Green

Cake-Baking and Other Compulsions

Posted by Andrea Benvenuto
in Blog, Lit, Green 6:53 am Wednesday, October 11th, 2006 Comments (0)

There’s finally a second volume of 400 Words, the zine/journal I reviewed in Rivet’s Green issue.

The theme this time around is Compulsions. According to an e-mail from editor Katherine Sharpe, those include “everything from a heroin-fueled cake-baking binge to a relentless need to have reading material, if only a cereal box, available at every moment.” If that second one sounds familiar, you’ll want to have a copy on hand for emergencies. Order it here for $6.

This is Just to Say

Posted by Ali Marcus
in Blog, Lit, Green 9:46 am Friday, September 8th, 2006 Comments (1)

Alice Waters writes in a letter to the editor at the NYT Magazine:

For 10 years, our goal at the Edible Schoolyard…has been to bring children into a relationship with food that will nourish them in multiple ways their entire lives, through a hands-on education that connects them both to the garden and the beauty of nature and to the pleasures of cooking and traditions of the table.

Quite a poetic way to treat the idea of a healthy diet, and yet it speaks to exactly the kind of gastronomy so oft talked about in relation to French culture. Some people can easily relate to what Waters is saying, that food is a pleasure, and the bright colors of salmon or kiwis are a delight to the senses as well as the body. Additionally, that the process of cutting and mixing and preparing and straining and washing all adds to the enjoyment of a meal.

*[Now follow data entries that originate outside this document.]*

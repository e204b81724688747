//! Outbound connection settings for the underlying transport.

use std::time::Duration;

use serde::{Deserialize, Serialize};

use crate::adapters::ReqwestTransportConfig;

/// Upstream (destination) connection configuration
#[derive(Debug, Clone, PartialEq, Eq, Serialize, Deserialize)]
pub struct UpstreamConfig {
    /// Connection timeout in seconds
    #[serde(default = "default_connect_timeout")]
    pub connect_timeout_secs: u64,

    /// Whole-request timeout in seconds
    #[serde(default = "default_timeout")]
    pub timeout_secs: u64,

    /// Idle connections kept per destination host
    #[serde(default = "default_pool_max_idle")]
    pub pool_max_idle_per_host: usize,
}

const fn default_connect_timeout() -> u64 {
    10
}

const fn default_timeout() -> u64 {
    30
}

const fn default_pool_max_idle() -> usize {
    32
}

impl Default for UpstreamConfig {
    fn default() -> Self {
        Self {
            connect_timeout_secs: default_connect_timeout(),
            timeout_secs: default_timeout(),
            pool_max_idle_per_host: default_pool_max_idle(),
        }
    }
}

impl UpstreamConfig {
    /// Build the transport configuration
    pub const fn to_transport_config(&self) -> ReqwestTransportConfig {
        ReqwestTransportConfig {
            connect_timeout: Duration::from_secs(self.connect_timeout_secs),
            timeout: Duration::from_secs(self.timeout_secs),
            pool_max_idle_per_host: self.pool_max_idle_per_host,
        }
    }
}
//! Infrastructure layer - Adapters for external systems
//!
//! Implements ports defined in the application layer and provides the
//! configuration and logging setup shared by the binaries.

pub mod adapters;
pub mod config;
pub mod telemetry;

pub use adapters::*;
pub use config::{AppConfig, ProxyAppConfig, ServerConfig, UpstreamConfig};
pub use telemetry::{LogFormat, TelemetryConfig, TelemetryError, init_telemetry};
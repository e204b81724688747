//! Domain entities

mod fault_config;

pub use fault_config::{FaultConfig, FaultConfigBuilder};
//! Application services

mod delay_generator;
mod fault_injecting_transport;
mod fault_stats;

pub use delay_generator::{DelayGenerator, sample_delay};
pub use fault_injecting_transport::FaultInjectingTransport;
pub use fault_stats::FaultStats;
#[tokio::test]
async fn passthrough_is_transparent_and_fast() {
    let upstream = MockServer::start().await;
    Mock::given(method("POST"))
        .and(path("/api/orders"))
        .and(header_matcher("x-trace", "t-1"))
        .respond_with(
            ResponseTemplate::new(418)
                .insert_header("x-kettle", "on")
                .set_body_bytes(Bytes::from_static(b"\x00binary\xffbody").to_vec()),
        )
        .expect(1)
        .mount(&upstream)
        .await;

    let app = create_router(reqwest_state(&format!("{}/api", upstream.uri()), |c| c));

    let start = Instant::now();
    let response = app
        .oneshot(
            Request::builder()
                .method("POST")
                .uri("/orders")
                .header("x-trace", "t-1")
                .body(Body::from("{}"))
                .expect("request"),
        )
        .await
        .expect("response");
    let elapsed = start.elapsed();

    assert_eq!(response.status(), StatusCode::IM_A_TEAPOT);
    assert_eq!(response.headers()["x-kettle"], "on");
    let body = axum::body::to_bytes(response.into_body(), usize::MAX)
        .await
        .expect("body");
    assert_eq!(body.as_ref(), b"\x00binary\xffbody");
    assert!(elapsed < Duration::from_secs(1), "proxy took {elapsed:?}");
}

#[tokio::test]
async fn unreachable_destination_is_bad_gateway() {
    let listener = std::net::TcpListener::bind("127.0.0.1:0").expect("bind");
    let addr = listener.local_addr().expect("addr");
    drop(listener);

    let app = create_router(reqwest_state(&format!("http://{addr}"), |c| c));
    let response = app
        .oneshot(Request::builder().uri("/").body(Body::empty()).expect("request"))
        .await
        .expect("response");

    assert_eq!(response.status(), StatusCode::BAD_GATEWAY);
}

#[tokio::test]
async fn drop_all_leaves_destination_untouched() {
    let upstream = MockServer::start().await;
    Mock::given(method("GET"))
        .respond_with(ResponseTemplate::new(200))
        .expect(0)
        .mount(&upstream)
        .await;

    let app = create_router(reqwest_state(&upstream.uri(), |c| {
        FaultConfig::builder(c.destination().clone())
            .drop_probability(DropProbability::ALWAYS)
            .build()
    }));

    let response = app
        .oneshot(Request::builder().uri("/").body(Body::empty()).expect("request"))
        .await
        .expect("response");

    assert_eq!(response.status(), StatusCode::GATEWAY_TIMEOUT);
}

#[tokio::test]
async fn serves_over_tcp_until_cancelled() {
    let upstream = MockServer::start().await;
    Mock::given(method("GET"))
        .and(path("/ping"))
        .and(header_matcher("host", "client.example"))
        .respond_with(ResponseTemplate::new(200).set_body_string("pong"))
        .expect(2)
        .mount(&upstream)
        .await;

    let state = reqwest_state(&upstream.uri(), |c| c);
    let shutdown = state.shutdown.clone();
    let listener = TcpListener::bind("127.0.0.1:0").await.expect("bind");
    let addr = listener.local_addr().expect("addr");
    let server = tokio::spawn(serve_until(listener, state, Some(Duration::from_secs(2))));

    let client = reqwest::Client::new();
    for _ in 0..2 {
        let response = client
            .get(format!("http://{addr}/ping"))
            .header(header::HOST, "client.example")
            .send()
            .await
            .expect("proxy reachable");
        assert_eq!(response.status(), reqwest::StatusCode::OK);
        assert_eq!(response.text().await.expect("body"), "pong");
    }

    shutdown.cancel();
    let stats = tokio::time::timeout(Duration::from_secs(5), server)
        .await
        .expect("server did not stop")
        .expect("server task panicked")
        .expect("server error");

    assert_eq!(stats.total_requests, 2);
    assert_eq!(stats.forwarded, 2);
    assert_eq!(stats.dropped, 0);
}
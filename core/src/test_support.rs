//! Canned chat-completions responses for driving the Brain against wiremock.

use serde_json::{json, Value};
use wiremock::{Match, MockServer, Request};

use crate::llm::{Brain, BrainConfig};

pub fn brain_for(server: &MockServer) -> Brain {
    Brain::new(BrainConfig {
        api_key: "test-key".to_string(),
        model: "gpt-test".to_string(),
        api_base: Some(server.uri()),
    })
}

pub fn completion(message: Value) -> Value {
    json!({
        "id": "chatcmpl-1",
        "object": "chat.completion",
        "created": 1,
        "model": "gpt-test",
        "choices": [{ "index": 0, "message": message, "finish_reason": "stop" }]
    })
}

pub fn text_completion(text: &str) -> Value {
    completion(json!({ "role": "assistant", "content": text }))
}

pub fn tool_call_completion(call_id: &str, name: &str, arguments: Value) -> Value {
    completion(json!({
        "role": "assistant",
        "content": null,
        "tool_calls": [{
            "id": call_id,
            "type": "function",
            "function": { "name": name, "arguments": arguments.to_string() }
        }]
    }))
}

/// Matches requests that do not yet carry any tool output.
pub struct NoToolResults;

impl Match for NoToolResults {
    fn matches(&self, request: &Request) -> bool {
        !String::from_utf8_lossy(&request.body).contains("tool_call_id")
    }
}
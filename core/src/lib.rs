//! Agent plumbing: the tool registry, agent configuration, the Brain that
//! talks to the chat-completions backend and the Runner that drives it.

pub mod agent;
pub mod llm;
pub mod registry;
pub mod runtime;

#[cfg(any(test, feature = "test-support"))]
pub mod test_support;

pub use agent::Agent;
pub use llm::{Brain, BrainConfig, Step};
pub use registry::{Registry, ToolHandler, ToolRecord};
pub use runtime::{RunResult, Runner, DEFAULT_MAX_TURNS};
//! Tools the shoe brand agent can call.

pub mod faq;

pub use faq::{lookup_faq_tool, FaqLookup, LookupFailure};
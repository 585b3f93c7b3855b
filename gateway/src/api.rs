use axum::{
    http::StatusCode,
    response::{IntoResponse, Response},
    Json,
};
use serde::{Deserialize, Serialize};
use tracing::error;

pub const MISSING_QUESTION: &str = "Missing 'question'";

// Input: What the customer sends us
#[derive(Debug, Default, Deserialize)]
pub struct ChatRequest {
    #[serde(default)]
    pub question: Option<String>,
}

impl ChatRequest {
    /// Lenient parse: anything that is not a JSON object with a string
    /// `question` reads as "no question".
    pub fn from_body(body: &[u8]) -> Self {
        serde_json::from_slice(body).unwrap_or_default()
    }

    /// The trimmed question, if there is a non-blank one.
    pub fn question(&self) -> Option<&str> {
        self.question
            .as_deref()
            .map(str::trim)
            .filter(|q| !q.is_empty())
    }
}

// Output: What we send back
#[derive(Debug, Serialize)]
pub struct ChatResponse {
    pub answer: String,
}

#[derive(Debug, Serialize)]
pub struct HealthResponse {
    pub status: &'static str,
    pub agent: String,
}

#[derive(Debug, Serialize)]
pub struct ErrorResponse {
    pub error: String,
}

#[derive(Debug)]
pub enum ApiError {
    MissingQuestion,
    /// Anything that went wrong while the agent was running. Logged, never shown.
    Internal(anyhow::Error),
}

impl From<anyhow::Error> for ApiError {
    fn from(error: anyhow::Error) -> Self {
        ApiError::Internal(error)
    }
}

impl IntoResponse for ApiError {
    fn into_response(self) -> Response {
        match self {
            ApiError::MissingQuestion => (
                StatusCode::BAD_REQUEST,
                Json(ErrorResponse {
                    error: MISSING_QUESTION.to_string(),
                }),
            )
                .into_response(),
            ApiError::Internal(e) => {
                error!("Agent run failed: {:#}", e);
                (StatusCode::INTERNAL_SERVER_ERROR, "Internal Server Error").into_response()
            }
        }
    }
}
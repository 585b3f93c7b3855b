use crate::registry::{Registry, ToolRecord};

/// A named bundle of instructions and tools handed to the Runner.
///
/// Constructed once at startup and shared read-only between requests.
#[derive(Debug, Clone)]
pub struct Agent {
    name: String,
    instructions: String,
    tools: Registry,
}

impl Agent {
    pub fn new(name: impl Into<String>, instructions: impl Into<String>) -> Self {
        Self {
            name: name.into(),
            instructions: instructions.into(),
            tools: Registry::new(),
        }
    }

    pub fn with_tool(mut self, record: ToolRecord) -> Self {
        self.tools.register(record);
        self
    }

    pub fn name(&self) -> &str {
        &self.name
    }

    pub fn instructions(&self) -> &str {
        &self.instructions
    }

    pub fn tools(&self) -> &Registry {
        &self.tools
    }
}
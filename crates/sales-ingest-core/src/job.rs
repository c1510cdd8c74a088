// crates/sales-ingest-core/src/job.rs

use std::path::PathBuf;
use std::time::Instant;

use chrono::{DateTime, Utc};
use serde::Serialize;
use tracing::{error, info, warn};
use uuid::Uuid;

use crate::cleaning::{clean_frame, CleanBatch, CleaningReport};
use crate::config::JobConfig;
use crate::db::{self, DbPool};
use crate::error::Result;
use crate::extract::{read_sales_file, ExtractedFile};
use crate::load::insert_records;
use crate::prepare::{prepare_destination, PrepareOutcome};

/// Phases of one ingestion run. Runs move strictly forward; any error ends in `Failed`.
#[derive(Debug, Clone, Copy, PartialEq, Eq, Serialize)]
#[serde(rename_all = "snake_case")]
pub enum JobState {
    Start,
    Extracted,
    Cleaned,
    Prepared,
    Loaded,
    Done,
    Failed,
}

impl JobState {
    pub fn as_str(&self) -> &'static str {
        match self {
            JobState::Start => "start",
            JobState::Extracted => "extracted",
            JobState::Cleaned => "cleaned",
            JobState::Prepared => "prepared",
            JobState::Loaded => "loaded",
            JobState::Done => "done",
            JobState::Failed => "failed",
        }
    }
}

/// Identity of the run a job executes under, supplied by whoever schedules it.
#[derive(Debug, Clone)]
pub struct RunContext {
    pub run_id: Uuid,
    pub started_at: DateTime<Utc>,
}

impl RunContext {
    pub fn new() -> Self {
        Self {
            run_id: Uuid::new_v4(),
            started_at: Utc::now(),
        }
    }
}

impl Default for RunContext {
    fn default() -> Self {
        Self::new()
    }
}

#[derive(Debug, Clone, Serialize)]
pub struct IngestionReport {
    pub run_id: Uuid,
    pub file: PathBuf,
    pub file_hash: String,
    pub file_size_bytes: usize,
    pub destination: String,
    pub cleaning: CleaningReport,
    pub prepare: PrepareOutcome,
    pub rows_inserted: u64,
    pub state: JobState,
    pub elapsed_ms: u64,
}

/// Loads one sales file into its destination table as a full-replace snapshot.
#[derive(Debug, Clone)]
pub struct SalesIngestionJob {
    config: JobConfig,
}

impl SalesIngestionJob {
    pub fn new(config: JobConfig) -> Self {
        Self { config }
    }

    pub fn config(&self) -> &JobConfig {
        &self.config
    }

    /// Extracts and cleans the file, then connects using the configured connection and
    /// stores the batch. A bad file fails the run before any connection is opened.
    pub async fn execute(&self, ctx: &RunContext) -> Result<IngestionReport> {
        let mut state = JobState::Start;
        let started = Instant::now();

        let outcome = self.connect_and_run(ctx, &mut state, started).await;
        finish(outcome, state, ctx)
    }

    /// Runs extract, clean, prepare and load in order against an existing pool.
    pub async fn execute_with_pool(&self, pool: &DbPool, ctx: &RunContext) -> Result<IngestionReport> {
        let mut state = JobState::Start;
        let started = Instant::now();

        let outcome = self.run_phases(pool, ctx, &mut state, started).await;
        finish(outcome, state, ctx)
    }

    async fn connect_and_run(
        &self,
        ctx: &RunContext,
        state: &mut JobState,
        started: Instant,
    ) -> Result<IngestionReport> {
        let staged = self.stage(ctx, state)?;
        let pool = db::connect(&self.config.connection).await?;
        let result = self.store(&pool, ctx, state, staged, started).await;
        pool.close().await;
        result
    }

    async fn run_phases(
        &self,
        pool: &DbPool,
        ctx: &RunContext,
        state: &mut JobState,
        started: Instant,
    ) -> Result<IngestionReport> {
        let staged = self.stage(ctx, state)?;
        self.store(pool, ctx, state, staged, started).await
    }

    fn stage(&self, ctx: &RunContext, state: &mut JobState) -> Result<Staged> {
        let JobConfig {
            data_file_path,
            destination,
            ..
        } = &self.config;

        info!(
            run_id = %ctx.run_id,
            file = %data_file_path.display(),
            destination = %destination,
            "Starting sales ingestion"
        );

        let extracted = read_sales_file(data_file_path)?;
        advance(state, JobState::Extracted, ctx);
        info!(
            run_id = %ctx.run_id,
            rows = extracted.frame.height(),
            hash = %extracted.content_hash,
            "Extracted sales file"
        );

        let batch = clean_frame(&extracted.frame)?;
        advance(state, JobState::Cleaned, ctx);
        info!(
            run_id = %ctx.run_id,
            rows_read = batch.report.rows_read,
            rows_kept = batch.report.rows_kept,
            duplicates_dropped = batch.report.duplicates_dropped,
            "Cleaned sales records"
        );
        if batch.report.repairs() > 0 {
            warn!(
                run_id = %ctx.run_id,
                numbers_defaulted = batch.report.numbers_defaulted,
                signs_flipped = batch.report.signs_flipped,
                dates_missing = batch.report.dates_missing,
                locations_defaulted = batch.report.locations_defaulted,
                "Repaired invalid values"
            );
        }

        Ok(Staged { extracted, batch })
    }

    async fn store(
        &self,
        pool: &DbPool,
        ctx: &RunContext,
        state: &mut JobState,
        staged: Staged,
        started: Instant,
    ) -> Result<IngestionReport> {
        let Staged { extracted, batch } = staged;
        let destination = &self.config.destination;

        let prepare = prepare_destination(pool, destination).await?;
        advance(state, JobState::Prepared, ctx);

        let rows_inserted = insert_records(pool, destination, &batch.records).await?;
        advance(state, JobState::Loaded, ctx);
        info!(run_id = %ctx.run_id, rows_inserted, "Loaded sales records");

        advance(state, JobState::Done, ctx);

        Ok(IngestionReport {
            run_id: ctx.run_id,
            file: self.config.data_file_path.clone(),
            file_hash: extracted.content_hash,
            file_size_bytes: extracted.size_bytes,
            destination: destination.to_string(),
            cleaning: batch.report,
            prepare,
            rows_inserted,
            state: *state,
            elapsed_ms: started.elapsed().as_millis() as u64,
        })
    }
}

/// A file that has been extracted and cleaned but not yet written anywhere.
struct Staged {
    extracted: ExtractedFile,
    batch: CleanBatch,
}

fn finish(outcome: Result<IngestionReport>, mut state: JobState, ctx: &RunContext) -> Result<IngestionReport> {
    match outcome {
        Ok(report) => Ok(report),
        Err(err) => {
            let last = state;
            advance(&mut state, JobState::Failed, ctx);
            error!(
                run_id = %ctx.run_id,
                failed_after = last.as_str(),
                error = %err,
                "Sales ingestion failed"
            );
            Err(err)
        }
    }
}

fn advance(state: &mut JobState, next: JobState, ctx: &RunContext) {
    tracing::debug!(run_id = %ctx.run_id, from = state.as_str(), to = next.as_str(), "Job state change");
    *state = next;
}
// crates/sales-ingest-core/src/error.rs

use std::fmt;
use std::time::Duration;

use thiserror::Error;

/// The catalog-mutating steps of destination preparation.
#[derive(Debug, Clone, Copy, PartialEq, Eq)]
pub enum PrepStep {
    CreateSchema,
    CreateTable,
    Truncate,
}

impl fmt::Display for PrepStep {
    fn fmt(&self, f: &mut fmt::Formatter<'_>) -> fmt::Result {
        let label = match self {
            PrepStep::CreateSchema => "create schema",
            PrepStep::CreateTable => "create table",
            PrepStep::Truncate => "truncate table",
        };
        f.write_str(label)
    }
}

#[derive(Error, Debug)]
pub enum CleaningError {
    #[error("row {row}: SaleID is missing")]
    MissingSaleId { row: usize },

    #[error("row {row}: SaleID '{value}' is not a 32-bit integer")]
    InvalidSaleId { row: usize, value: String },

    #[error("column {column} could not be read as text: {source}")]
    Column {
        column: &'static str,
        #[source]
        source: polars::error::PolarsError,
    },
}

#[derive(Error, Debug)]
pub enum IngestError {
    #[error(transparent)]
    Io(#[from] std::io::Error),

    #[error("sales file could not be parsed: {0}")]
    Extract(#[from] polars::error::PolarsError),

    #[error("CSV file schema is incorrect (missing: {missing:?}, unexpected: {unexpected:?})")]
    SchemaMismatch {
        missing: Vec<String>,
        unexpected: Vec<String>,
    },

    #[error("missing values and type conversion failed")]
    CleaningFailed {
        #[from]
        source: CleaningError,
    },

    #[cfg(feature = "runtime")]
    #[error("database preparation failed during {step}")]
    DbPrepFailed {
        step: PrepStep,
        #[source]
        source: sqlx::Error,
    },

    #[cfg(feature = "runtime")]
    #[error("insert into database failed")]
    InsertFailed {
        #[source]
        source: sqlx::Error,
    },

    #[cfg(feature = "runtime")]
    #[error("index creation failed")]
    IndexFailed {
        #[source]
        source: sqlx::Error,
    },

    #[cfg(feature = "runtime")]
    #[error("could not connect to the database")]
    Connect {
        #[source]
        source: sqlx::Error,
    },

    #[error("could not launch transformation tool '{program}'")]
    TransformSpawn {
        program: String,
        #[source]
        source: std::io::Error,
    },

    #[error("transformation step failed: {0}")]
    TransformFailed(String),

    #[error("configuration error: {0}")]
    Config(String),

    #[error("run exceeded its {0:?} deadline")]
    Timeout(Duration),

    #[error("another pipeline run holds the lock for {0}")]
    AlreadyRunning(String),
}

impl IngestError {
    pub fn config(message: impl Into<String>) -> Self {
        IngestError::Config(message.into())
    }
}

pub type Result<T> = std::result::Result<T, IngestError>;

Meanwhile, there are the pleasures of a McDonald’s Happy Meal. This is altogether a different kind of enjoyment, and is much more akin to entertainment than anything else. If you think about it too much, it starts to seem like a vortex of branding, purporting to provide you with food that tastes good and is fun, yet merely serving as an engine for hyperconsumerist plots to…well…I don’t know. Feed the epidemic of obesity? I’m not sure what the benefits could be, for those who see them.

I have certainly been feeling pure elation around tomatoes lately. They are so sweet and so cold - in the William Carlos Williams sense. Now that’s almost as good as a Snickers.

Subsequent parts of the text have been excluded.